Plea comes as first delivery of food reaches residents of Madaya and two other starving towns cut off for months by war.
A member of a US family trapped and starved in the Syrian town of Madaya is criticising the US government for what he described as “total neglect” and “shocking behaviour” towards his family members.
Hussein Assaf, a Syrian American from Philadelphia area, told al Jazeera that members of his family were trapped in Madaya about 40km northwest of Damascus.
Madaya and Zabadani are towns outside Damascus with more than 40,000 residents which have been besieged for months by government forces and Lebanese Hezbollah fighters.
Assaf, 35, who works for a major US retailer, said that all of his family members were US citizens and have been communicating with the US embassy in Beirut asking for help, but the embassy offered them no help at all, he said.

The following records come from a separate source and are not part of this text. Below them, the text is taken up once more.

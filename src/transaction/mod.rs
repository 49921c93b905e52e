//! Transaction management for the expense tracking application.
//!
//! This module contains everything related to transactions:
//! - The [Transaction] model and database functions for storing, querying
//!   and managing transactions
//! - The view-level type filter
//! - View handlers and endpoints for transaction-related pages

mod core;
mod create_endpoint;
mod create_page;
mod delete_endpoint;
mod edit_endpoint;
mod edit_page;
mod filter;
mod form;
mod get_endpoint;
mod list_endpoint;
mod transactions_page;

pub use core::{
    NewTransaction, Transaction, TransactionType, create_transaction, create_transaction_table,
    get_transaction, get_transactions_by_user,
};
pub use create_endpoint::create_transaction_endpoint;
pub use create_page::get_create_transaction_page;
pub use delete_endpoint::delete_transaction_endpoint;
pub use edit_endpoint::update_transaction_endpoint;
pub use edit_page::get_edit_transaction_page;
pub use filter::{TypeFilter, filter_by_type};
pub use get_endpoint::get_transaction_endpoint;
pub use list_endpoint::list_transactions_endpoint;
pub use transactions_page::get_transactions_page;

#[cfg(test)]
pub(crate) use core::test_utils;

He added that members of his family with five young children, all US citizens, emailed the US embassy in Beirut on several occasions in the past few months pleading for help, saying: “We [are] stuck, we tried to get out of here but we couldn’t. There is no way out and the life here is impossible. There’s no food and no medicine… We almost died… Please we need your help as soon as possible.”
He said that he could not reveal the names of his family members in Syria fearing for their lives while there.

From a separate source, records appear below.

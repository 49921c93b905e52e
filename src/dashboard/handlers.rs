//! Dashboard HTTP handlers and view rendering.

use std::sync::{Arc, Mutex};

use axum::{
    Extension,
    extract::{FromRef, State},
    http::StatusCode,
    response::Response,
};
use maud::{Markup, html};
use rusqlite::Connection;

use crate::{
    AppState, Error,
    dashboard::{
        aggregation::{Summary, aggregate},
        cards::summary_cards,
        charts::{
            DashboardChart, charts_script, charts_view, expense_doughnut_chart,
            income_doughnut_chart, monthly_chart,
        },
        tables::category_breakdown_table,
    },
    endpoints,
    html::{HeadElement, PAGE_CONTAINER_STYLE, base, link},
    navigation::NavBar,
    shared_render::render,
    transaction::get_transactions_by_user,
    user::UserID,
};

/// The URL of the ECharts build loaded by the dashboard page.
const ECHARTS_SCRIPT_URL: &str = "https://cdn.jsdelivr.net/npm/echarts@5.5.1/dist/echarts.min.js";

/// The state needed for displaying the dashboard page.
#[derive(Debug, Clone)]
pub struct DashboardState {
    /// The database connection for reading transactions.
    pub db_connection: Arc<Mutex<Connection>>,
}

impl FromRef<AppState> for DashboardState {
    fn from_ref(state: &AppState) -> Self {
        Self {
            db_connection: state.db_connection.clone(),
        }
    }
}

/// Display a page with an overview of the signed-in user's data.
///
/// The summary is always derived from a freshly queried transaction list, so
/// it reflects every mutation that happened before this request.
pub async fn get_dashboard_page(
    State(state): State<DashboardState>,
    Extension(user_id): Extension<UserID>,
) -> Result<Response, Error> {
    let connection = state
        .db_connection
        .lock()
        .inspect_err(|error| tracing::error!("could not acquire database lock: {error}"))
        .map_err(|_| Error::DatabaseLockError)?;

    let transactions = get_transactions_by_user(user_id, &connection)
        .inspect_err(|error| tracing::error!("could not get transactions: {error}"))?;

    let nav_bar = NavBar::new(endpoints::DASHBOARD_VIEW);

    if transactions.is_empty() {
        return Ok(render(StatusCode::OK, dashboard_no_data_view(nav_bar)));
    }

    let summary = aggregate(&transactions);

    Ok(render(StatusCode::OK, dashboard_view(nav_bar, &summary)))
}

/// Renders the dashboard page when no transaction data exists.
fn dashboard_no_data_view(nav_bar: NavBar) -> Markup {
    let nav_bar = nav_bar.into_html();
    let new_transaction_link = link(endpoints::NEW_TRANSACTION_VIEW, "adding a transaction");

    let content = html!(
        (nav_bar)

        div class=(PAGE_CONTAINER_STYLE)
        {
            h2 class="text-xl font-bold"
            {
                "Nothing here yet..."
            }

            p
            {
                "Charts will show up here once you add some transactions.
                Start by " (new_transaction_link) "."
            }
        }
    );

    base("Dashboard", &[], &content)
}

/// Renders the main dashboard page with summary tiles, charts and breakdown
/// tables.
fn dashboard_view(nav_bar: NavBar, summary: &Summary) -> Markup {
    let nav_bar = nav_bar.into_html();

    let charts = build_dashboard_charts(summary);

    let content = html!(
        (nav_bar)

        div
            id="dashboard-content"
            class="flex flex-col items-center px-2 lg:px-6 lg:py-8 mx-auto
                max-w-screen-xl text-gray-900 dark:text-white"
        {
            (summary_cards(summary))

            (charts_view(&charts))

            section id="breakdowns" class="w-full mx-auto mb-8"
            {
                div class="grid grid-cols-1 xl:grid-cols-2 gap-4"
                {
                    (category_breakdown_table(
                        "Income by Category",
                        &summary.income_by_category,
                    ))
                    (category_breakdown_table(
                        "Expense by Category",
                        &summary.expense_by_category,
                    ))
                }
            }
        }
    );

    let scripts = [
        HeadElement::ScriptLink(ECHARTS_SCRIPT_URL.to_owned()),
        charts_script(&charts),
    ];

    base("Dashboard", &scripts, &content)
}

/// Creates the array of dashboard charts from the summary.
///
/// The chart options are serialized to JSON for ECharts consumption. The
/// doughnut charts are only included when their breakdown has data, matching
/// how the tables render a placeholder instead.
fn build_dashboard_charts(summary: &Summary) -> Vec<DashboardChart> {
    let mut charts = vec![DashboardChart {
        id: "monthly-chart",
        options: monthly_chart(summary).to_string(),
    }];

    if !summary.income_by_category.is_empty() {
        charts.push(DashboardChart {
            id: "income-doughnut-chart",
            options: income_doughnut_chart(summary).to_string(),
        });
    }

    if !summary.expense_by_category.is_empty() {
        charts.push(DashboardChart {
            id: "expense-doughnut-chart",
            options: expense_doughnut_chart(summary).to_string(),
        });
    }

    charts
}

According to the email exchange provided by family members in the US and seen by al Jazeera, the embassy in Beirut offered them no help.
Stating in an email that was not addressed to anyone by name, the embassy said: “Unfortunately, we are unable to assist you in this issue and you are advised to consider other options.”
Assaf told al Jazeera that he was “shocked and disappointed” at this response and at the apparent lack of interest on part of the US government to help his trapped family members in Madaya.
“We are fourth generation American citizens. My great grandfather served in World War I defending this country, and my brother is on active duty in the US army. We pay our taxes and we are loyal to this country, but in the eyes of this administration it appears to be that we are not American enough to help us in the hour of need.”
He added: “I blame the State Department for turning its back on my family.”
Assaf said his great grandfather migrated to the US in 1909 and served in the US army in World War I.
A spokesman for the US State Department in Washington DC told Al Jazeera in an email that “through our Czech Protecting Power, we are making every effort to assist US citizens who are trying to leave Syria.”
The US has closed its embassy in Damascus in 2012, and US interests there are served through the embassy of the Czech Republic in Damascus.
An estimated 400,000 people are living under siege in 15 areas across Syria, according to the UN.